──────── The input

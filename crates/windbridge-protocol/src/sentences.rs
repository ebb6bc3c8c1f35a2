//! Per-sentence decoding.
//!
//! The formatter (last three characters of the address field) selects the
//! decoder; the talker prefix is ignored. Wind speeds are converted to
//! knots and angles wrapped to `[0, 360)`.

use windbridge_core::model::{
    wrap360, HeadingReference, HeadingSample, NavSample, Sample, SentenceKind, WindReference,
    WindSample, KMH_PER_KN, KN_PER_MS,
};

use crate::codec::{split_fields, validate, NmeaError, MAX_FIELDS};

type Fields<'a> = heapless::Vec<&'a str, MAX_FIELDS>;

/// A validated and decoded sentence.
#[derive(Debug, Clone, Copy, PartialEq)]
pub struct ParsedSentence {
    pub kind: SentenceKind,
    pub sample: Sample,
}

/// Validate and decode one line received at `now_ms`.
pub fn parse_line(line: &str, now_ms: u64) -> Result<ParsedSentence, NmeaError> {
    let payload = validate(line)?;
    let fields = split_fields(payload);
    let address = fields.first().copied().unwrap_or_default();
    let formatter = address
        .len()
        .checked_sub(3)
        .and_then(|start| address.get(start..))
        .ok_or(NmeaError::UnsupportedSentence)?;
    let kind = SentenceKind::from_formatter(formatter).ok_or(NmeaError::UnsupportedSentence)?;

    let sample = match kind {
        SentenceKind::Mwv => decode_mwv(&fields, now_ms)?,
        SentenceKind::Vwr => decode_vw(&fields, kind, WindReference::Relative, now_ms)?,
        SentenceKind::Vwt => decode_vw(&fields, kind, WindReference::True, now_ms)?,
        SentenceKind::Rmc => decode_rmc(&fields, now_ms),
        SentenceKind::Vtg => decode_vtg(&fields, now_ms),
        SentenceKind::Hdt => decode_heading(&fields, HeadingReference::True, now_ms)?,
        SentenceKind::Hdm => decode_heading(&fields, HeadingReference::Magnetic, now_ms)?,
    };
    Ok(ParsedSentence { kind, sample })
}

fn field<'a>(fields: &Fields<'a>, index: usize) -> &'a str {
    fields.get(index).copied().map(str::trim).unwrap_or_default()
}

/// Parse an optional number; empty fields are `None`.
fn number(fields: &Fields<'_>, index: usize, name: &'static str) -> Result<Option<f32>, NmeaError> {
    let raw = field(fields, index);
    if raw.is_empty() {
        return Ok(None);
    }
    match raw.parse::<f32>() {
        Ok(value) if value.is_finite() => Ok(Some(value)),
        _ => Err(NmeaError::InvalidNumber(name)),
    }
}

fn required(fields: &Fields<'_>, index: usize, name: &'static str) -> Result<f32, NmeaError> {
    number(fields, index, name)?.ok_or(NmeaError::MissingField(name))
}

/// Convert a speed to knots according to its unit letter.
fn to_knots(speed: f32, unit: &str) -> Result<f32, NmeaError> {
    match unit {
        "N" | "n" => Ok(speed),
        "M" | "m" => Ok(speed * KN_PER_MS),
        "K" | "k" => Ok(speed / KMH_PER_KN),
        _ => Err(NmeaError::InvalidUnit("speed unit")),
    }
}

fn non_negative(speed: f32) -> Result<f32, NmeaError> {
    if speed < 0.0 {
        Err(NmeaError::InvalidNumber("speed"))
    } else {
        Ok(speed)
    }
}

/// `$--MWV,angle,R|T,speed,K|M|N,A|V*hh`
fn decode_mwv(fields: &Fields<'_>, now_ms: u64) -> Result<Sample, NmeaError> {
    match field(fields, 5) {
        "A" | "a" => {}
        "V" | "v" => return Err(NmeaError::InvalidStatus),
        "" => return Err(NmeaError::MissingField("status")),
        _ => return Err(NmeaError::InvalidStatus),
    }
    let angle = required(fields, 1, "angle")?;
    let reference = match field(fields, 2) {
        "" => return Err(NmeaError::MissingField("reference")),
        letter => WindReference::from_letter(letter).ok_or(NmeaError::InvalidUnit("reference"))?,
    };
    let speed_kn = match number(fields, 3, "speed")? {
        Some(speed) => Some(non_negative(to_knots(speed, field(fields, 4))?)?),
        None => None,
    };

    Ok(Sample::Wind(WindSample {
        speed_kn,
        angle_deg: wrap360(angle),
        reference,
        source: Some(SentenceKind::Mwv),
        timestamp_ms: now_ms,
    }))
}

/// `$--VWR,angle,L|R,kn,N,m/s,M,km/h,K*hh` (VWT identical).
///
/// The angle is measured off the bow to port (`L`) or starboard (`R`).
/// The first populated speed field wins: knots, then m/s, then km/h.
fn decode_vw(
    fields: &Fields<'_>,
    kind: SentenceKind,
    reference: WindReference,
    now_ms: u64,
) -> Result<Sample, NmeaError> {
    let angle = required(fields, 1, "angle")?;
    let angle_deg = match field(fields, 2) {
        "R" | "r" => wrap360(angle),
        "L" | "l" => wrap360(360.0 - angle),
        "" => return Err(NmeaError::MissingField("hemisphere")),
        _ => return Err(NmeaError::InvalidUnit("hemisphere")),
    };

    let mut speed_kn = None;
    for (index, unit) in [(3, "N"), (5, "M"), (7, "K")] {
        if let Some(speed) = number(fields, index, "speed")? {
            let unit = match field(fields, index + 1) {
                "" => unit,
                given => given,
            };
            speed_kn = Some(non_negative(to_knots(speed, unit)?)?);
            break;
        }
    }

    Ok(Sample::Wind(WindSample {
        speed_kn,
        angle_deg,
        reference,
        source: Some(kind),
        timestamp_ms: now_ms,
    }))
}

/// Optional numeric field; malformed or negative values are absent.
fn lenient(fields: &Fields<'_>, index: usize) -> Option<f32> {
    number(fields, index, "value")
        .ok()
        .flatten()
        .filter(|v| *v >= 0.0)
}

/// `$--RMC,time,A|V,lat,N,lon,E,sog,cog,date,var,E|W*hh`
///
/// A void fix (`V`) yields a sample with no SOG or COG.
fn decode_rmc(fields: &Fields<'_>, now_ms: u64) -> Sample {
    let valid = matches!(field(fields, 2), "A" | "a");
    Sample::Nav(NavSample {
        sog_kn: lenient(fields, 7).filter(|_| valid),
        cog_deg: lenient(fields, 8).filter(|_| valid).map(wrap360),
        timestamp_ms: now_ms,
    })
}

/// `$--VTG,cog,T,cogm,M,sog,N,kmh,K[,mode]*hh`
///
/// Ground speed falls back to the km/h field. Mode `N` (not valid) yields
/// a sample with no SOG or COG.
fn decode_vtg(fields: &Fields<'_>, now_ms: u64) -> Sample {
    let valid = !matches!(field(fields, 9), "N" | "n");
    let sog_kn = lenient(fields, 5).or_else(|| lenient(fields, 7).map(|kmh| kmh / KMH_PER_KN));
    Sample::Nav(NavSample {
        sog_kn: sog_kn.filter(|_| valid),
        cog_deg: lenient(fields, 1).filter(|_| valid).map(wrap360),
        timestamp_ms: now_ms,
    })
}

/// `$--HDT,heading,T*hh` / `$--HDM,heading,M*hh`
fn decode_heading(
    fields: &Fields<'_>,
    reference: HeadingReference,
    now_ms: u64,
) -> Result<Sample, NmeaError> {
    let heading = required(fields, 1, "heading")?;
    Ok(Sample::Heading(HeadingSample {
        heading_deg: wrap360(heading),
        reference,
        timestamp_ms: now_ms,
    }))
}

────────────────

Brief
If a line falls between the first line of the entries and the line containing "pub fn parse_line(line: &str, now_ms: u64)", or is one of those two, restate it word for word; leave all other lines out.

Written solution
filename crates/windbridge-protocol/src/sentences.rs
repository ebb6bc3c8c1f35a2
//! Per-sentence decoding.
//!
//! The formatter (last three characters of the address field) selects the
//! decoder; the talker prefix is ignored. Wind speeds are converted to
//! knots and angles wrapped to `[0, 360)`.

use windbridge_core::model::{
    wrap360, HeadingReference, HeadingSample, NavSample, Sample, SentenceKind, WindReference,
    WindSample, KMH_PER_KN, KN_PER_MS,
};

use crate::codec::{split_fields, validate, NmeaError, MAX_FIELDS};

type Fields<'a> = heapless::Vec<&'a str, MAX_FIELDS>;

/// A validated and decoded sentence.
#[derive(Debug, Clone, Copy, PartialEq)]
pub struct ParsedSentence {
    pub kind: SentenceKind,
    pub sample: Sample,
}

/// Validate and decode one line received at `now_ms`.
pub fn parse_line(line: &str, now_ms: u64) -> Result<ParsedSentence, NmeaError> {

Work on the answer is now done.